Il caporedattore di Asharq al-Awsat Adel al-Toraifi ha incontrato recentemente Bernard Lewis a Philadelphia, per un’intervista in cui lo storico e orientalista britannico ha espresso il suo punto di vista sulla regione mediorientale dopo la Primavera Araba e sulla sua storia e letteratura.

Q: Che ne sarà del mondo arabo dopo la Primavera Araba?

BL: In quanto storico non credo di poter prevedere il futuro, ma certamente posso distinguere le tendenze che si sviluppano, osservando cosa è successo, cosa sta succedendo e vedere i cambiamenti che ne derivano.  Da ciò si possono individuare le alternative che possono poi effettivamente accadere o meno.

Q: Che possibilità vede emergere dalla Primavera Araba?

BL: Personalmente sono piuttosto pessimista riguardo la Primavera Araba. Instaurare la democrazia è un processo lento e difficile, serve pazienza e bisogna dare alle democrazie emergenti la possibilità di svilupparsi. In occidente ad esempio si guarda alle elezioni come l’espressione più pura della democrazia, nonché l’apice stesso del processo democratico.

I popoli arabi vogliono cambiare, su questo no ci sono dubbi. E vogliono migliorare. Ma cosa significa effettivamente “democrazia” nel contesto mediorientale? Può avere vari significati, persino in occidente, ma certamente è un concetto che non ha storia né memoria nel mondo arabo-islamico. E non si possono imporre i modelli occidentali di democrazia, né giudicare il Medio Oriente con essi, poiché si raggiungerebbero solo risultati disastrosi. Lo stesso Hamas non ha stabilito un regime democratico dopo essere arrivato al potere proprio con elezioni libere. Ed io stesso sono preoccupato al pensiero di un’eventuale elezione effettivamente libera, dal momento che i partiti religiosi ne avrebbero certamente un vantaggio immediato.

Q: Perché considera i partiti religiosi una potenziale regressione in termini di democrazia?

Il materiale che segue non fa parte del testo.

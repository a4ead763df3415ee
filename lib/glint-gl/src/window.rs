use std::{ffi::CString, num::NonZeroU32};

use glutin::{
    config::{Api, ConfigTemplateBuilder},
    context::{ContextApi, ContextAttributesBuilder, GlProfile, PossiblyCurrentContext, Version},
    display::GetGlDisplay,
    prelude::*,
    surface::{Surface, SurfaceAttributesBuilder, WindowSurface},
};
use glutin_winit::DisplayBuilder;
use raw_window_handle::HasRawWindowHandle;
use thiserror::Error;
use winit::{
    dpi::{LogicalSize, PhysicalSize},
    event_loop::EventLoopWindowTarget,
    window::{Window, WindowBuilder},
};

use crate::driver::OpenGLDriver;

#[derive(Debug, Error)]
pub enum WindowError {
    #[error("Glutin context error: {0}")]
    Glutin(#[from] glutin::error::Error),
    #[error("Cannot create OpenGL configuration & window: {0}")]
    Display(String),
    #[error("No window despite configuration")]
    NoWindow,
    #[error("Window surface has a zero dimension")]
    ZeroSize,
}

#[derive(Debug, Clone)]
pub struct WindowDesc {
    pub title: String,
    pub logical_size: LogicalSize<f64>,
    pub visible: bool,
}

impl Default for WindowDesc {
    fn default() -> Self {
        Self {
            title: "glint".to_string(),
            logical_size: LogicalSize::new(800., 600.),
            visible: true,
        }
    }
}

/// A window with a current OpenGL 3.3 core context and the driver loaded from it.
pub struct GlWindow {
    window: Window,
    surface: Surface<WindowSurface>,
    context: PossiblyCurrentContext,
    driver: OpenGLDriver,
}

fn surface_size(size: PhysicalSize<u32>) -> Result<(NonZeroU32, NonZeroU32), WindowError> {
    NonZeroU32::new(size.width)
        .zip(NonZeroU32::new(size.height))
        .ok_or(WindowError::ZeroSize)
}

impl GlWindow {
    pub fn new<T>(
        event_loop: &EventLoopWindowTarget<T>,
        desc: WindowDesc,
    ) -> Result<Self, WindowError> {
        let template = ConfigTemplateBuilder::new().with_alpha_size(8);
        let display_builder = DisplayBuilder::new().with_window_builder(Some(
            WindowBuilder::new()
                .with_title(desc.title)
                .with_inner_size(desc.logical_size)
                .with_visible(desc.visible),
        ));

        let (window, gl_config) = display_builder
            .build(event_loop, template, |configs| {
                configs
                    .inspect(|config| tracing::debug!(message="Potential config", api=?config.api(), depth_size=%config.depth_size()))
                    .reduce(|best, config| {
                        let usable = config.api().contains(Api::OPENGL) && config.depth_size() >= 24;
                        let best_usable = best.api().contains(Api::OPENGL) && best.depth_size() >= 24;
                        if usable && !best_usable {
                            config
                        } else {
                            best
                        }
                    })
                    .expect("Display reported no framebuffer configuration")
            })
            .map_err(|err| WindowError::Display(err.to_string()))?;
        let window = window.ok_or(WindowError::NoWindow)?;
        tracing::debug!(message="Using config", api=?gl_config.api(), depth_size=%gl_config.depth_size());

        let raw_window_handle = Some(window.raw_window_handle());
        let gl_display = gl_config.display();
        let context_attributes = ContextAttributesBuilder::new()
            .with_debug(cfg!(debug_assertions))
            .with_profile(GlProfile::Core)
            .with_context_api(ContextApi::OpenGl(Some(Version::new(3, 3))))
            .build(raw_window_handle);
        let not_current = unsafe { gl_display.create_context(&gl_config, &context_attributes)? };

        let (width, height) = surface_size(window.inner_size())?;
        let attrs = SurfaceAttributesBuilder::<WindowSurface>::new().build(
            window.raw_window_handle(),
            width,
            height,
        );
        let surface = unsafe { gl_display.create_window_surface(&gl_config, &attrs)? };
        let context = not_current.make_current(&surface)?;

        let driver = OpenGLDriver::load_with(|sym| match CString::new(sym) {
            Ok(sym) => gl_display.get_proc_address(sym.as_c_str()).cast(),
            Err(_) => std::ptr::null(),
        });

        let describe = |name| {
            driver
                .get_string(name)
                .unwrap_or_else(|_| "<None>".to_string())
        };
        tracing::info!(
            target: "gl",
            version = %describe(gl::VERSION),
            vendor = %describe(gl::VENDOR),
            renderer = %describe(gl::RENDERER),
            shading_language = %describe(gl::SHADING_LANGUAGE_VERSION),
        );

        Ok(Self {
            window,
            surface,
            context,
            driver,
        })
    }

    pub fn driver(&self) -> &OpenGLDriver {
        &self.driver
    }

    pub fn window(&self) -> &Window {
        &self.window
    }

    pub fn physical_size(&self) -> PhysicalSize<u32> {
        self.window.inner_size()
    }

    pub fn resize(&self, size: PhysicalSize<u32>) -> Result<(), WindowError> {
        let (width, height) = surface_size(size)?;
        self.surface.resize(&self.context, width, height);
        unsafe {
            self.driver
                .gl()
                .Viewport(0, 0, size.width as _, size.height as _);
        }
        Ok(())
    }

    pub fn swap_buffers(&self) -> Result<(), WindowError> {
        self.surface.swap_buffers(&self.context)?;
        Ok(())
    }
}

BL: L’Islam politico è cambiato nel tempo, ma non necessariamente in meglio. E le elezioni sullo stile di quelle occidentali non solo non rappresenterebbero una soluzione, ma aggraverebbero il problema. Temo dunque che allora i movimenti radicali islamici saprebbero sfruttare il momento e vincerebbero, con il supporto dei Fratelli Musulmani che sappiamo essere molto pericolosi. Le conseguenze sarebbero disastrose e riporterebbero gradualmente i paesi arabi ad uno squallore medievale.

Q: Quale strada dovrebbe allora intraprendere il Medio Oriente?

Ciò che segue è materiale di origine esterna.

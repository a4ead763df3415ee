use std::fmt;

use duplicate::duplicate_item;
use glam::{Mat4, Vec2, Vec3, Vec4};

/// Value types a uniform can be uploaded as.
#[derive(Debug, Copy, Clone, Eq, PartialEq, Hash)]
pub enum UniformType {
    Bool,
    Int,
    Float,
    Vec2,
    Vec3,
    Vec4,
    Mat4,
}

impl UniformType {
    /// Number of scalar components stored for a value of this type.
    pub fn component_count(self) -> usize {
        match self {
            Self::Bool | Self::Int | Self::Float => 1,
            Self::Vec2 => 2,
            Self::Vec3 => 3,
            Self::Vec4 => 4,
            Self::Mat4 => 16,
        }
    }

    /// Parse a GLSL type keyword.
    pub fn from_glsl(keyword: &str) -> Option<Self> {
        Some(match keyword {
            "bool" => Self::Bool,
            "int" => Self::Int,
            "float" => Self::Float,
            "vec2" => Self::Vec2,
            "vec3" => Self::Vec3,
            "vec4" => Self::Vec4,
            "mat4" => Self::Mat4,
            _ => return None,
        })
    }

    pub fn glsl_name(self) -> &'static str {
        match self {
            Self::Bool => "bool",
            Self::Int => "int",
            Self::Float => "float",
            Self::Vec2 => "vec2",
            Self::Vec3 => "vec3",
            Self::Vec4 => "vec4",
            Self::Mat4 => "mat4",
        }
    }
}

impl fmt::Display for UniformType {
    fn fmt(&self, f: &mut fmt::Formatter<'_>) -> fmt::Result {
        f.write_str(self.glsl_name())
    }
}

/// A typed uniform value. Matrices are stored column-major.
#[derive(Debug, Copy, Clone, PartialEq)]
pub enum Uniform {
    Bool(bool),
    Int(i32),
    Float(f32),
    Vec2([f32; 2]),
    Vec3([f32; 3]),
    Vec4([f32; 4]),
    Mat4([[f32; 4]; 4]),
}

impl Uniform {
    pub fn ty(&self) -> UniformType {
        match self {
            Self::Bool(_) => UniformType::Bool,
            Self::Int(_) => UniformType::Int,
            Self::Float(_) => UniformType::Float,
            Self::Vec2(_) => UniformType::Vec2,
            Self::Vec3(_) => UniformType::Vec3,
            Self::Vec4(_) => UniformType::Vec4,
            Self::Mat4(_) => UniformType::Mat4,
        }
    }

    /// Rebuild a float-backed value from its components, as returned by a driver read-back.
    ///
    /// Returns `None` for integer-backed types or when the slice is too short.
    pub fn from_floats(ty: UniformType, data: &[f32]) -> Option<Self> {
        if data.len() < ty.component_count() {
            return None;
        }
        Some(match ty {
            UniformType::Float => Self::Float(data[0]),
            UniformType::Vec2 => Self::Vec2([data[0], data[1]]),
            UniformType::Vec3 => Self::Vec3([data[0], data[1], data[2]]),
            UniformType::Vec4 => Self::Vec4([data[0], data[1], data[2], data[3]]),
            UniformType::Mat4 => Self::Mat4(Mat4::from_cols_slice(&data[..16]).to_cols_array_2d()),
            UniformType::Bool | UniformType::Int => return None,
        })
    }
}

impl From<bool> for Uniform {
    fn from(value: bool) -> Self {
        Self::Bool(value)
    }
}

impl From<i32> for Uniform {
    fn from(value: i32) -> Self {
        Self::Int(value)
    }
}

impl From<f32> for Uniform {
    fn from(value: f32) -> Self {
        Self::Float(value)
    }
}

#[duplicate_item(
arr            variant;
[[f32; 2]]     [Vec2];
[[f32; 3]]     [Vec3];
[[f32; 4]]     [Vec4];
[[[f32; 4]; 4]] [Mat4];
)]
impl From<arr> for Uniform {
    fn from(value: arr) -> Self {
        Self::variant(value)
    }
}

#[duplicate_item(
glam_ty     variant;
[Vec2]      [Vec2];
[Vec3]      [Vec3];
[Vec4]      [Vec4];
)]
impl From<glam_ty> for Uniform {
    fn from(value: glam_ty) -> Self {
        Self::variant(value.to_array())
    }
}

impl From<Mat4> for Uniform {
    fn from(value: Mat4) -> Self {
        Self::Mat4(value.to_cols_array_2d())
    }
}
//! OpenGL 3.3 core bindings, generated at build time as a `Gl` struct holding the loaded entry
//! points.
#![allow(
    clippy::all,
    non_camel_case_types,
    non_snake_case,
    non_upper_case_globals,
    unused_imports
)]

include!(concat!(env!("OUT_DIR"), "/bindings.rs"));
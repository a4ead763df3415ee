pub trait Bind {
    type Id: Copy;

    fn id(&self) -> Self::Id;
    fn bind(&self);
    fn unbind(&self);
}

BL: Un sentiero sicuramente migliore sarebbe quello che porta alla democrazia gradualmente, non attraverso semplici elezioni, bensì attraverso una società civile e il rafforzamento delle istituzioni locali. La regione ha infatti delle forti tradizioni a riguardo.

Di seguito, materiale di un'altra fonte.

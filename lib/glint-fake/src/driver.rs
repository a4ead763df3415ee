use std::{cell::RefCell, collections::HashMap, num::NonZeroU32, rc::Rc};

use glint_api::{Driver, ShaderStage, Uniform, UniformType};
use thiserror::Error;

use crate::compiler::{self, CompiledStage};

#[derive(Debug, Clone, Eq, PartialEq, Error)]
pub enum FakeError {
    #[error("Invalid value: {0}")]
    InvalidValue(String),
    #[error("Invalid operation: {0}")]
    InvalidOperation(String),
    #[error("Driver could not create the object")]
    CreationFailed,
}

#[derive(Debug)]
struct FakeShader {
    stage: ShaderStage,
    source: String,
    compiled: Option<CompiledStage>,
    info_log: String,
}

#[derive(Debug, Clone)]
struct AttachedStage {
    stage: ShaderStage,
    compiled: Option<CompiledStage>,
}

#[derive(Debug)]
struct UniformSlot {
    name: String,
    ty: UniformType,
    value: Uniform,
}

#[derive(Debug, Default)]
struct FakeProgram {
    attached: Vec<AttachedStage>,
    linked: bool,
    info_log: String,
    uniforms: Vec<UniformSlot>,
    delete_pending: bool,
}

#[derive(Debug, Default)]
struct State {
    last_id: u32,
    fail_next_create: bool,
    shaders: HashMap<NonZeroU32, FakeShader>,
    programs: HashMap<NonZeroU32, FakeProgram>,
    current: Option<NonZeroU32>,
    errors: Vec<FakeError>,
}

impl State {
    fn next_id(&mut self) -> Result<NonZeroU32, FakeError> {
        if std::mem::take(&mut self.fail_next_create) {
            return Err(FakeError::CreationFailed);
        }
        self.last_id += 1;
        NonZeroU32::new(self.last_id).ok_or(FakeError::CreationFailed)
    }

    fn record(&mut self, error: FakeError) {
        tracing::trace!(target: "glint_fake", %error);
        self.errors.push(error);
    }
}

fn zero_value(ty: UniformType) -> Uniform {
    match ty {
        UniformType::Bool => Uniform::Bool(false),
        UniformType::Int => Uniform::Int(0),
        UniformType::Float => Uniform::Float(0.),
        UniformType::Vec2 => Uniform::Vec2([0.; 2]),
        UniformType::Vec3 => Uniform::Vec3([0.; 3]),
        UniformType::Vec4 => Uniform::Vec4([0.; 4]),
        UniformType::Mat4 => Uniform::Mat4([[0.; 4]; 4]),
    }
}

/// Convert an uploaded value to the declared type of the uniform, following the implicit
/// conversions `glUniform1i` allows between `bool` and `int`.
fn coerce(ty: UniformType, value: Uniform) -> Option<Uniform> {
    match (ty, value) {
        (UniformType::Bool, Uniform::Int(i)) => Some(Uniform::Bool(i != 0)),
        (UniformType::Int, Uniform::Bool(b)) => Some(Uniform::Int(b as i32)),
        (ty, value) if value.ty() == ty => Some(value),
        _ => None,
    }
}

fn link(attached: &[AttachedStage]) -> Result<Vec<UniformSlot>, String> {
    let mut errors = Vec::new();
    for stage in [ShaderStage::Vertex, ShaderStage::Fragment] {
        if !attached.iter().any(|s| s.stage == stage) {
            errors.push(format!("error: program lacks a {stage} shader"));
        }
    }
    let mut uniforms: Vec<UniformSlot> = Vec::new();
    for stage in attached {
        let Some(compiled) = &stage.compiled else {
            errors.push("error: linking with uncompiled/unspecialized shader".to_string());
            continue;
        };
        if !compiled.has_main {
            errors.push(format!("error: {} shader lacks `main'", stage.stage));
        }
        for (name, ty) in &compiled.uniforms {
            match uniforms.iter().find(|slot| &slot.name == name) {
                Some(slot) if slot.ty != *ty => errors.push(format!(
                    "error: uniform `{name}' declared as type `{}' and type `{ty}'",
                    slot.ty
                )),
                Some(_) => {}
                None => uniforms.push(UniformSlot {
                    name: name.clone(),
                    ty: *ty,
                    value: zero_value(*ty),
                }),
            }
        }
    }
    if errors.is_empty() {
        Ok(uniforms)
    } else {
        Err(errors.join("\n"))
    }
}

/// Shared handle to the fake driver state. Clones observe and mutate the same objects.
#[derive(Debug, Clone, Default)]
pub struct FakeDriver {
    state: Rc<RefCell<State>>,
}

impl FakeDriver {
    pub fn new() -> Self {
        Self::default()
    }

    /// Make the next `create_shader` or `create_program` call fail.
    pub fn fail_next_create(&self) {
        self.state.borrow_mut().fail_next_create = true;
    }

    /// Number of shader objects that have not been deleted.
    pub fn live_shaders(&self) -> usize {
        self.state.borrow().shaders.len()
    }

    /// Number of program objects that still exist, including ones pending deletion.
    pub fn live_programs(&self) -> usize {
        self.state.borrow().programs.len()
    }

    pub fn current_program(&self) -> Option<NonZeroU32> {
        self.state.borrow().current
    }

    /// Drain the errors recorded since the last call, in the order they happened.
    pub fn take_errors(&self) -> Vec<FakeError> {
        std::mem::take(&mut self.state.borrow_mut().errors)
    }
}

impl Driver for FakeDriver {
    type Shader = NonZeroU32;
    type Program = NonZeroU32;
    type UniformLocation = i32;
    type Err = FakeError;

    fn create_shader(&self, stage: ShaderStage) -> Result<Self::Shader, Self::Err> {
        let mut state = self.state.borrow_mut();
        let id = state.next_id()?;
        state.shaders.insert(
            id,
            FakeShader {
                stage,
                source: String::new(),
                compiled: None,
                info_log: String::new(),
            },
        );
        Ok(id)
    }

    fn shader_source(&self, shader: Self::Shader, source: &str) {
        let mut state = self.state.borrow_mut();
        match state.shaders.get_mut(&shader) {
            Some(shader) => shader.source = source.to_string(),
            None => state.record(FakeError::InvalidValue(format!("no shader {shader}"))),
        }
    }

    fn compile_shader(&self, shader: Self::Shader) {
        let mut state = self.state.borrow_mut();
        let Some(shader) = state.shaders.get_mut(&shader) else {
            state.record(FakeError::InvalidValue(format!("no shader {shader}")));
            return;
        };
        match compiler::compile(&shader.source) {
            Ok(compiled) => {
                shader.compiled = Some(compiled);
                shader.info_log.clear();
            }
            Err(log) => {
                shader.compiled = None;
                shader.info_log = log;
            }
        }
    }

    fn shader_compile_status(&self, shader: Self::Shader) -> bool {
        self.state
            .borrow()
            .shaders
            .get(&shader)
            .map_or(false, |shader| shader.compiled.is_some())
    }

    fn shader_info_log(&self, shader: Self::Shader) -> String {
        self.state
            .borrow()
            .shaders
            .get(&shader)
            .map(|shader| shader.info_log.clone())
            .unwrap_or_default()
    }

    fn delete_shader(&self, shader: Self::Shader) {
        let mut state = self.state.borrow_mut();
        if state.shaders.remove(&shader).is_none() {
            state.record(FakeError::InvalidValue(format!("no shader {shader}")));
        }
    }

    fn create_program(&self) -> Result<Self::Program, Self::Err> {
        let mut state = self.state.borrow_mut();
        let id = state.next_id()?;
        state.programs.insert(id, FakeProgram::default());
        Ok(id)
    }

    fn attach_shader(&self, program: Self::Program, shader: Self::Shader) {
        let mut state = self.state.borrow_mut();
        let Some(stage) = state.shaders.get(&shader).map(|shader| AttachedStage {
            stage: shader.stage,
            compiled: shader.compiled.clone(),
        }) else {
            state.record(FakeError::InvalidValue(format!("no shader {shader}")));
            return;
        };
        match state.programs.get_mut(&program) {
            Some(program) => program.attached.push(stage),
            None => state.record(FakeError::InvalidValue(format!("no program {program}"))),
        }
    }

    fn link_program(&self, program: Self::Program) {
        let mut state = self.state.borrow_mut();
        let Some(program) = state.programs.get_mut(&program) else {
            state.record(FakeError::InvalidValue(format!("no program {program}")));
            return;
        };
        match link(&program.attached) {
            Ok(uniforms) => {
                program.linked = true;
                program.uniforms = uniforms;
                program.info_log.clear();
            }
            Err(log) => {
                program.linked = false;
                program.uniforms.clear();
                program.info_log = log;
            }
        }
    }

    fn program_link_status(&self, program: Self::Program) -> bool {
        self.state
            .borrow()
            .programs
            .get(&program)
            .map_or(false, |program| program.linked)
    }

    fn program_info_log(&self, program: Self::Program) -> String {
        self.state
            .borrow()
            .programs
            .get(&program)
            .map(|program| program.info_log.clone())
            .unwrap_or_default()
    }

    fn use_program(&self, program: Option<Self::Program>) {
        let mut state = self.state.borrow_mut();
        if let Some(id) = program {
            let error = match state.programs.get(&id).map(|p| p.linked) {
                None => Some(FakeError::InvalidValue(format!("no program {id}"))),
                Some(false) => Some(FakeError::InvalidOperation(format!(
                    "program {id} is not linked"
                ))),
                Some(true) => None,
            };
            if let Some(error) = error {
                state.record(error);
                return;
            }
        }
        let previous = std::mem::replace(&mut state.current, program);
        if let Some(previous) = previous.filter(|&previous| Some(previous) != program) {
            if state
                .programs
                .get(&previous)
                .map_or(false, |p| p.delete_pending)
            {
                state.programs.remove(&previous);
            }
        }
    }

    fn delete_program(&self, program: Self::Program) {
        let mut state = self.state.borrow_mut();
        if state.current == Some(program) {
            match state.programs.get_mut(&program) {
                Some(program) => program.delete_pending = true,
                None => state.record(FakeError::InvalidValue(format!("no program {program}"))),
            }
        } else if state.programs.remove(&program).is_none() {
            state.record(FakeError::InvalidValue(format!("no program {program}")));
        }
    }

    fn is_program(&self, program: Self::Program) -> bool {
        self.state.borrow().programs.contains_key(&program)
    }

    fn uniform_location(
        &self,
        program: Self::Program,
        name: &str,
    ) -> Option<Self::UniformLocation> {
        let mut state = self.state.borrow_mut();
        let result = match state.programs.get(&program) {
            Some(p) if p.linked => Ok(p
                .uniforms
                .iter()
                .position(|slot| slot.name == name)
                .map(|idx| idx as i32)),
            Some(_) => Err(FakeError::InvalidOperation(format!(
                "program {program} is not linked"
            ))),
            None => Err(FakeError::InvalidValue(format!("no program {program}"))),
        };
        result.unwrap_or_else(|error| {
            state.record(error);
            None
        })
    }

    fn set_uniform(&self, location: Option<Self::UniformLocation>, value: Uniform) {
        let Some(location) = location else {
            return;
        };
        let mut state = self.state.borrow_mut();
        let Some(current) = state.current else {
            state.record(FakeError::InvalidOperation("no current program".to_string()));
            return;
        };
        let slot = state
            .programs
            .get_mut(&current)
            .and_then(|program| program.uniforms.get_mut(location as usize));
        let error = match slot {
            Some(slot) => match coerce(slot.ty, value) {
                Some(value) => {
                    slot.value = value;
                    return;
                }
                None => FakeError::InvalidOperation(format!(
                    "uniform `{}' is a {}, cannot upload a {}",
                    slot.name,
                    slot.ty,
                    value.ty()
                )),
            },
            None => FakeError::InvalidOperation(format!(
                "location {location} is not valid for program {current}"
            )),
        };
        state.record(error);
    }

    fn uniform_value(
        &self,
        program: Self::Program,
        location: Self::UniformLocation,
        ty: UniformType,
    ) -> Option<Uniform> {
        let mut state = self.state.borrow_mut();
        let slot = state
            .programs
            .get(&program)
            .filter(|program| program.linked)
            .and_then(|program| program.uniforms.get(location as usize));
        let error = match slot {
            Some(slot) => match coerce(ty, slot.value) {
                Some(value) => return Some(value),
                None => FakeError::InvalidOperation(format!(
                    "uniform `{}' is a {}, cannot read it back as a {ty}",
                    slot.name, slot.ty
                )),
            },
            None => FakeError::InvalidOperation(format!(
                "location {location} is not valid for program {program}"
            )),
        };
        state.record(error);
        None
    }
}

C’è una tradizione islamica ad esempio, che non c’entra nulla con i Fratelli Musulmani, che riguarda la consultazione come forma di governo, totalmente contro le leggi tiranne.

Nel resoconto di un ambasciatore francese al sultano turco, fatto pochi anni prima della Rivoluzione Francese, c’è un passaggio di notevole importanza. L’ambasciatore francese aveva il compito di premere sul governo turco circa alcuni negoziati e, dal momento che non si facevano passi avanti reali a riguardo, Parigi riprese bruscamente il suo ambasciatore: ”Perché non fai qualcosa?”. A quel punto l’ambasciatore rispose che la Turchia non era come la Francia, dove il re è il capo supremo e può fare ciò che vuole. Qui il sultano deve consultarsi con altri, tra cui i commercianti e le corporazioni artigiane.

Pur trattandosi di un sistema tradizionale di consultazione non genuinamente democratico, almeno per il significato che l’occidente attribuisce a questo termine, sicuramente può essere una buona base per lo sviluppo di un governo libero e civile.

L’autoritarismo e i regimi dittatoriali di molti dei paesi islamici del Medio Oriente moderno sono il risultato della modernizzazione. I regimi pre-moderni erano molto più aperti e tolleranti. Con le parole di un ufficiale navale britannico di nome Slade: ”Nel vecchio ordine, la nobiltà viveva nelle proprie tenute. Nel nuovo ordine, lo stato è divenuto la tenuta della nuova nobiltà”.